If you live in the S.E. 2/3 of England you are likely to have hard, <"calcium (Ca) rich">, water, but with <"very little magnesium (Mg)"> in it.





Some plants <"grow better in hard water">, some won't grow, most <"commonly available plants"> are fine in either hard or <"soft water">. 

cheers Darrel


----------



## arcturus (13 Dec 2021)

D.Bezinski said:


> Hi all,
> Really appreciate your help guys. Thank you.
> 
> What about my water hardness? Should I worry about this?


You state that you have Kh = 10 and Gh =16. Btw, did you get these values from the water analysis report? These values are not an issue per se but they are another reason why you really need to control the CO2 injection and amount of light as a first step. Your CO2 injection rate already seems low for a 200 l tank. But with this level of water hardness acting as a pH buffer, you likely have CO2 related issues. As suggested above, move the diffusor below the power head, reduce the light period and the ramp up/down period, and slowly increase CO2 injection. Ideally, get a pH probe to profile the pH while adjusting the CO2 injection rate and keep a close eye on the livestock.


----------



## D.Bezinski (13 Dec 2021)

arcturus said:


> You state that you have Kh = 10 and Gh =16. Btw, did you get these values from the water analysis report? These values are not an issue per se but they are another reason why you really need to control the CO2 injection and amount of light as a first step. Your CO2 injection rate already seems low for a 200 l tank. But with this level of water hardness acting as a pH buffer, you likely have CO2 related issues. As suggested above, move the diffusor below the power head, reduce the light period and the ramp up/down period, and slowly increase CO2 injection. Ideally, get a pH probe to profile the pH while adjusting the CO2 injection rate and keep a close eye on the livestock.


Hi Arcturus,
These Kh and Gh values are from my test (API Test kit).
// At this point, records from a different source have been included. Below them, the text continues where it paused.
mod config;
mod net;
pub mod telemetry;
pub mod world;

pub use net::packet::{PacketReader, PacketWriter};
pub use net::server::{
    run_presence_server, ClientRegistry, PresenceServerConfig, ServerControl, OPCODE_ACK,
    OPCODE_REGISTER, OPCODE_SHUTDOWN,
};
pub use net::wire::{recv_all, send_all, RecvOutcome};
pub use world::avatar::{normalize_avatar, AvatarError, AvatarImage};
pub use world::players::{
    identity_from_ip, Player, PlayerTable, SpawnArea, TableFull, MAX_PLAYERS, MAX_TAG_BYTES,
};

pub fn run(args: &[String]) -> Result<(), String> {
    let config = config::AppConfig::from_args(args)?;
    telemetry::logging::init(&config.root)?;

    println!("plaza: presence server");
    println!("- root: {}", config.root.display());
    println!("- bind: {}", config.bind_addr);
    println!("- max clients: {}", config.max_clients);
    println!("- window: {}x{}", config.window_w, config.window_h);
    println!(
        "- spawn area: ({}, {}) -> ({}, {})",
        config.spawn_area.min_x,
        config.spawn_area.min_y,
        config.spawn_area.max_x,
        config.spawn_area.max_y
    );

    let table = std::sync::Arc::new(std::sync::Mutex::new(PlayerTable::new(
        config.max_clients,
        config.spawn_area,
    )));
    let control = std::sync::Arc::new(ServerControl::new());

    let server_config = PresenceServerConfig {
        bind_addr: config.bind_addr.clone(),
        max_clients: config.max_clients,
    };
    run_presence_server(server_config, table, control)
}
pub mod avatar;
pub mod players;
About the diffuser, I moved it below the power head but the result is not what you expect  The bubbles are going behind the power head straight to the top. I have to stick the diffuser to the front glass in order to work. It doesn't look good but i will leave it for now just to test.
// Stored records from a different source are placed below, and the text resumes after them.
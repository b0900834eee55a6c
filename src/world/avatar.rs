use std::collections::TryReserveError;
use std::fmt;

pub const MAX_AVATAR_WIDTH: u32 = 8;
pub const MAX_AVATAR_HEIGHT: u32 = 8;
pub const RGBA_CHANNELS: usize = 4;
pub const RGB_CHANNELS: usize = 3;

/// Canonical avatar pixels. Always RGBA32, dimensions already clamped.
#[derive(Debug, Clone, PartialEq, Eq)]
pub struct AvatarImage {
    pub width: u32,
    pub height: u32,
    pub pixels: Vec<u8>,
}

#[derive(Debug)]
pub enum AvatarError {
    SourceTruncated { required: usize, provided: usize },
    Alloc(TryReserveError),
}

impl fmt::Display for AvatarError {
    fn fmt(&self, f: &mut fmt::Formatter<'_>) -> fmt::Result {
        match self {
            Self::SourceTruncated { required, provided } => write!(
                f,
                "avatar source holds {} bytes, {} required",
                provided, required
            ),
            Self::Alloc(err) => write!(f, "avatar buffer allocation failed: {}", err),
        }
    }
}

fn source_bytes_per_pixel(channels: u8) -> usize {
    match channels as usize {
        RGBA_CHANNELS => RGBA_CHANNELS,
        RGB_CHANNELS => RGB_CHANNELS,
        // Unrecognized channel counts read one byte per pixel as grayscale.
        _ => 1,
    }
}

/// Converts an arbitrary source pixel buffer into canonical RGBA32.
///
/// Dimensions above 8x8 are clamped; the retained pixels are the linear
/// prefix of the source buffer, no scaling. 3-channel sources get alpha 255,
/// anything that is not 3 or 4 channels is treated as grayscale. The source
/// is never modified.
pub fn normalize_avatar(
    pixels: &[u8],
    width: u32,
    height: u32,
    channels: u8,
) -> Result<AvatarImage, AvatarError> {
    let width = width.min(MAX_AVATAR_WIDTH);
    let height = height.min(MAX_AVATAR_HEIGHT);
    let pixel_count = width as usize * height as usize;

    let required = pixel_count * source_bytes_per_pixel(channels);
    if pixels.len() < required {
        return Err(AvatarError::SourceTruncated {
            required,
            provided: pixels.len(),
        });
    }

    let mut out = Vec::new();
    out.try_reserve_exact(pixel_count * RGBA_CHANNELS)
        .map_err(AvatarError::Alloc)?;

    for i in 0..pixel_count {
        let (r, g, b, a) = match channels as usize {
            RGBA_CHANNELS => (
                pixels[i * RGBA_CHANNELS],
                pixels[i * RGBA_CHANNELS + 1],
                pixels[i * RGBA_CHANNELS + 2],
                pixels[i * RGBA_CHANNELS + 3],
            ),
            RGB_CHANNELS => (
                pixels[i * RGB_CHANNELS],
                pixels[i * RGB_CHANNELS + 1],
                pixels[i * RGB_CHANNELS + 2],
                0xff,
            ),
            _ => {
                let value = pixels[i];
                (value, value, value, 0xff)
            }
        };
        out.extend_from_slice(&[r, g, b, a]);
    }

    Ok(AvatarImage {
        width,
        height,
        pixels: out,
    })
}

#[cfg(test)]
mod tests {
    use super::*;

    #[test]
    fn rgba_passes_through_unchanged() {
        let source: Vec<u8> = (0..16).collect();
        let image = normalize_avatar(&source, 2, 2, 4).expect("normalize rgba");
        assert_eq!(image.width, 2);
        assert_eq!(image.height, 2);
        assert_eq!(image.pixels, source);
    }

    #[test]
    fn rgb_gains_opaque_alpha() {
        let source = [10u8, 20, 30, 10, 20, 30, 10, 20, 30, 10, 20, 30];
        let image = normalize_avatar(&source, 2, 2, 3).expect("normalize rgb");
        assert_eq!(image.pixels.len(), 16);
        for pixel in image.pixels.chunks(4) {
            assert_eq!(pixel, [10, 20, 30, 255]);
        }
    }

    #[test]
    fn grayscale_replicates_value() {
        let source = [0u8; 4];
        let image = normalize_avatar(&source, 2, 2, 1).expect("normalize gray");
        assert_eq!(image.pixels.len(), 16);
        for pixel in image.pixels.chunks(4) {
            assert_eq!(pixel, [0, 0, 0, 255]);
        }
    }

    #[test]
    fn unrecognized_channel_count_degrades_to_grayscale() {
        let source = [7u8; 4];
        let image = normalize_avatar(&source, 2, 2, 9).expect("normalize odd channels");
        for pixel in image.pixels.chunks(4) {
            assert_eq!(pixel, [7, 7, 7, 255]);
        }
    }

    #[test]
    fn oversized_dimensions_clamp_without_overread() {
        // A 16x16 grayscale source; only the first 64 bytes may be touched.
        let source: Vec<u8> = (0..=255).collect();
        let image = normalize_avatar(&source, 16, 16, 1).expect("normalize clamped");
        assert_eq!(image.width, MAX_AVATAR_WIDTH);
        assert_eq!(image.height, MAX_AVATAR_HEIGHT);
        assert_eq!(image.pixels.len(), 8 * 8 * RGBA_CHANNELS);
        for (i, pixel) in image.pixels.chunks(4).enumerate() {
            let value = i as u8;
            assert_eq!(pixel, [value, value, value, 255]);
        }

        // A clamped source sized for exactly the retained prefix still works.
        let exact = vec![1u8; 64];
        assert!(normalize_avatar(&exact, 16, 16, 1).is_ok());
    }

    #[test]
    fn truncated_source_is_rejected() {
        let source = [0u8; 11];
        match normalize_avatar(&source, 2, 2, 3) {
            Err(AvatarError::SourceTruncated { required, provided }) => {
                assert_eq!(required, 12);
                assert_eq!(provided, 11);
            }
            other => panic!("expected truncation error, got {:?}", other),
        }
    }

    #[test]
    fn normalization_is_deterministic() {
        let source: Vec<u8> = (0..48).map(|v| (v * 5) as u8).collect();
        let first = normalize_avatar(&source, 4, 4, 3).expect("first pass");
        let second = normalize_avatar(&source, 4, 4, 3).expect("second pass");
        assert_eq!(first, second);
    }
}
Thanks everyone for the advice. I will sort out my light settings tonight and i will increase the co2.


----------



## dw1305 (13 Dec 2021)

Hi all, 


arcturus said:


> You state that you have Kh = 10 and Gh =16. Btw, did you get these values from the water analysis report?





D.Bezinski said:


> These Kh and Gh values are from my test (API Test kit).


It is very likely that the actual dGH and dKH levels are the same, and probably somewhere near 16 dGH / 16 dKH. 
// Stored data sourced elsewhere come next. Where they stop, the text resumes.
//! CLI commands for the wallet registry
//!
//! Implements all command handlers for the CLI interface.

use crate::ledger::WalletRegistry;
use crate::storage::{Storage, StorageConfig};
use std::collections::BTreeSet;
use std::path::PathBuf;

/// Result type for CLI operations
pub type CliResult<T> = Result<T, Box<dyn std::error::Error>>;

/// Application state
pub struct AppState {
    pub registry: WalletRegistry,
    pub storage: Storage,
}

impl AppState {
    /// Initialize application state
    pub fn new(data_dir: PathBuf) -> CliResult<Self> {
        let storage_config = StorageConfig {
            data_dir,
            ..Default::default()
        };
        let storage = Storage::new(storage_config)?;

        // Load or create registry
        let registry = if storage.exists() {
            println!("📂 Loading existing registry...");
            storage.load()?
        } else {
            println!("🆕 Creating new registry...");
            let registry = WalletRegistry::new();
            storage.save(&registry)?;
            registry
        };

        Ok(Self { registry, storage })
    }

    /// Save the current state
    pub fn save(&self) -> CliResult<()> {
        self.storage.save(&self.registry)?;
        Ok(())
    }
}

/// Initialize a new wallet registry
pub fn cmd_init(data_dir: &PathBuf, force: bool) -> CliResult<()> {
    let storage_config = StorageConfig {
        data_dir: data_dir.clone(),
        ..Default::default()
    };
    let storage = Storage::new(storage_config)?;

    if storage.exists() {
        if !force {
            println!("⚠️  Registry already exists at {:?}", data_dir);
            println!("   Use --force to reinitialize (this will delete existing data)");
            return Ok(());
        }
        storage.delete()?;
    }

    let registry = WalletRegistry::new();
    storage.save(&registry)?;

    println!("✅ Registry initialized!");
    println!("   📁 Data directory: {:?}", data_dir);

    Ok(())
}

/// Create a new quorum wallet
pub fn cmd_wallet_create(
    state: &mut AppState,
    creator: &str,
    members: &[String],
    required_approvals: u64,
    label: Option<&str>,
) -> CliResult<()> {
    let members: BTreeSet<String> = members.iter().map(|m| m.trim().to_string()).collect();

    let wallet = state.registry.create_wallet(
        creator,
        members,
        required_approvals,
        label.map(|l| l.to_string()),
    )?;
    state.save()?;

    println!("🔐 New quorum wallet created!");
    println!("   📍 Address: {}", wallet.address());
    println!(
        "   👥 Members: {}",
        wallet.members().iter().cloned().collect::<Vec<_>>().join(", ")
    );
    println!("   🔏 Quorum: {}", wallet.description());
    if let Some(l) = wallet.label() {
        println!("   🏷️  Label: {}", l);
    }

    Ok(())
}

/// List wallets, optionally only those an account belongs to
pub fn cmd_wallet_list(state: &AppState, member: Option<&str>) -> CliResult<()> {
    let wallets = match member {
        Some(m) => state.registry.wallets_for_member(m),
        None => state.registry.list_wallets(),
    };

    if wallets.is_empty() {
        println!("📭 No wallets found. Create one with: qwallet wallet create");
        return Ok(());
    }

    println!("📋 Wallets:");
    for wallet in wallets {
        let label = wallet.label().unwrap_or("-");
        let pool = state.registry.balance_of(wallet.address());
        println!(
            "   {} ({}) - {} | {} units pooled | {} proposals",
            wallet.address(),
            label,
            wallet.description(),
            pool,
            wallet.transaction_count()
        );
    }

    Ok(())
}

/// Show wallet details
pub fn cmd_wallet_show(state: &AppState, address: &str) -> CliResult<()> {
    let wallet = match state.registry.wallet(address) {
        Some(w) => w,
        None => {
            println!("❌ Wallet not found: {}", address);
            return Ok(());
        }
    };

    println!("🔐 Wallet {}", wallet.address());
    println!("   ├─ Creator: {}", wallet.creator());
    println!("   ├─ Quorum: {}", wallet.description());
    println!(
        "   ├─ Members: {}",
        wallet.members().iter().cloned().collect::<Vec<_>>().join(", ")
    );
    if let Some(l) = wallet.label() {
        println!("   ├─ Label: {}", l);
    }
    println!(
        "   ├─ Custody pool: {} units",
        state.registry.balance_of(address)
    );
    println!("   └─ Proposals: {}", wallet.transaction_count());

    Ok(())
}

/// Propose a transaction
pub fn cmd_propose(
    state: &mut AppState,
    wallet: &str,
    caller: &str,
    beneficiary: &str,
    value: u64,
) -> CliResult<()> {
    let event = state
        .registry
        .propose_transaction(wallet, caller, beneficiary, value)?;
    state.save()?;

    println!("📤 Proposal submitted:");
    println!("   Wallet: {}", event.wallet);
    println!("   Index: {}", event.index);
    println!("   Beneficiary: {}", event.proposal.beneficiary);
    println!("   Value: {} units", event.proposal.value);
    println!("\n   Collect approvals, then execute with:");
    println!(
        "   qwallet tx execute --wallet {} --index {} --caller {}",
        event.wallet, event.index, caller
    );

    Ok(())
}

/// Approve a pending transaction
pub fn cmd_approve(state: &mut AppState, wallet: &str, caller: &str, index: usize) -> CliResult<()> {
    state.registry.approve_transaction(wallet, caller, index)?;
    state.save()?;

    println!("✍️  Approval recorded on transaction {}", index);
    if let Some(w) = state.registry.wallet(wallet) {
        let proposal = w.transaction_at(index)?;
        println!(
            "   Approvals: {}/{} required",
            proposal.approval_count(),
            w.required_approvals()
        );
        if proposal.is_ready(w.required_approvals()) {
            println!("   ✅ Quorum reached! The requester can now execute.");
        }
    }

    Ok(())
}

/// Revoke a prior approval
pub fn cmd_revoke(state: &mut AppState, wallet: &str, caller: &str, index: usize) -> CliResult<()> {
    state.registry.revoke_transaction(wallet, caller, index)?;
    state.save()?;

    println!("↩️  Approval withdrawn from transaction {}", index);
    let count = state.registry.approval_count(wallet, index)?;
    println!("   Approvals remaining: {}", count);

    Ok(())
}

/// Execute a transaction that has reached quorum
pub fn cmd_execute(state: &mut AppState, wallet: &str, caller: &str, index: usize) -> CliResult<()> {
    let event = state.registry.execute_transaction(wallet, caller, index)?;
    state.save()?;

    println!("✅ Transaction {} executed!", event.index);
    println!(
        "   {} units paid to {}",
        event.proposal.value, event.proposal.beneficiary
    );
    println!(
        "   Beneficiary balance: {} units",
        state.registry.balance_of(&event.proposal.beneficiary)
    );

    Ok(())
}

/// List a wallet's transactions
pub fn cmd_tx_list(state: &AppState, address: &str) -> CliResult<()> {
    let wallet = match state.registry.wallet(address) {
        Some(w) => w,
        None => {
            println!("❌ Wallet not found: {}", address);
            return Ok(());
        }
    };

    if wallet.transaction_count() == 0 {
        println!("📭 No proposals yet. Submit one with: qwallet tx propose");
        return Ok(());
    }

    println!("📋 Proposals for {} ({}):", address, wallet.description());
    for (index, proposal) in wallet.transactions().iter().enumerate() {
        let status = if proposal.executed {
            "executed"
        } else if proposal.is_ready(wallet.required_approvals()) {
            "ready"
        } else {
            "pending"
        };
        println!(
            "   #{} | {} -> {} | {} units | {}/{} approvals | {}",
            index,
            proposal.requester,
            proposal.beneficiary,
            proposal.value,
            proposal.approval_count(),
            wallet.required_approvals(),
            status
        );
    }

    Ok(())
}

/// Show one transaction
pub fn cmd_tx_show(state: &AppState, address: &str, index: usize) -> CliResult<()> {
    let wallet = match state.registry.wallet(address) {
        Some(w) => w,
        None => {
            println!("❌ Wallet not found: {}", address);
            return Ok(());
        }
    };
    let proposal = wallet.transaction_at(index)?;

    let status = if proposal.executed {
        "executed"
    } else if proposal.is_ready(wallet.required_approvals()) {
        "ready to execute"
    } else {
        "awaiting approvals"
    };

    println!("📄 Transaction #{} on {}", index, address);
    println!("   ├─ Requester: {}", proposal.requester);
    println!("   ├─ Beneficiary: {}", proposal.beneficiary);
    println!("   ├─ Value: {} units", proposal.value);
    println!(
        "   ├─ Approvals: {}/{}",
        proposal.approval_count(),
        wallet.required_approvals()
    );
    if proposal.approval_count() > 0 {
        println!("   ├─ Approved by: {}", proposal.approvers().join(", "));
    }
    println!(
        "   ├─ Created: {}",
        proposal.created_at.format("%Y-%m-%d %H:%M:%S")
    );
    println!("   └─ Status: {}", status);

    Ok(())
}

/// Issue units to an account
pub fn cmd_fund(state: &mut AppState, account: &str, amount: u64) -> CliResult<()> {
    let balance = state.registry.fund(account, amount);
    state.save()?;

    println!("💰 Funded {} with {} units", account, amount);
    println!("   New balance: {} units", balance);

    Ok(())
}

/// Show an account balance
pub fn cmd_balance(state: &AppState, account: &str) -> CliResult<()> {
    println!(
        "💰 Balance for {}: {} units",
        account,
        state.registry.balance_of(account)
    );

    Ok(())
}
This is because both dGH and dKH originate from dissolved limestone (CaCO3) and it supplies 1 : 1 dGH : dKH. 

The 16 dGH is somewhere near the values you get for water that is fully saturated with Ca++ and 2HCO3- ions, via the <"carbonate ~ atmospheric CO2 equilibrium">.  Our water comes from a limestone aquifer and <"is about 17dGH / 17 dKH">. 

cheers Darrel


----------



## arcturus (13 Dec 2021)

D.Bezinski said:


> Hi Arcturus,
> These Kh and Gh values are from my test (API Test kit). About the diffuser, I moved it below the power head but the result is not what you expect  The bubbles are going behind the power head straight to the top. I have to stick the diffuser to the front glass in order to work. It doesn't look good but i will leave it for now just to test.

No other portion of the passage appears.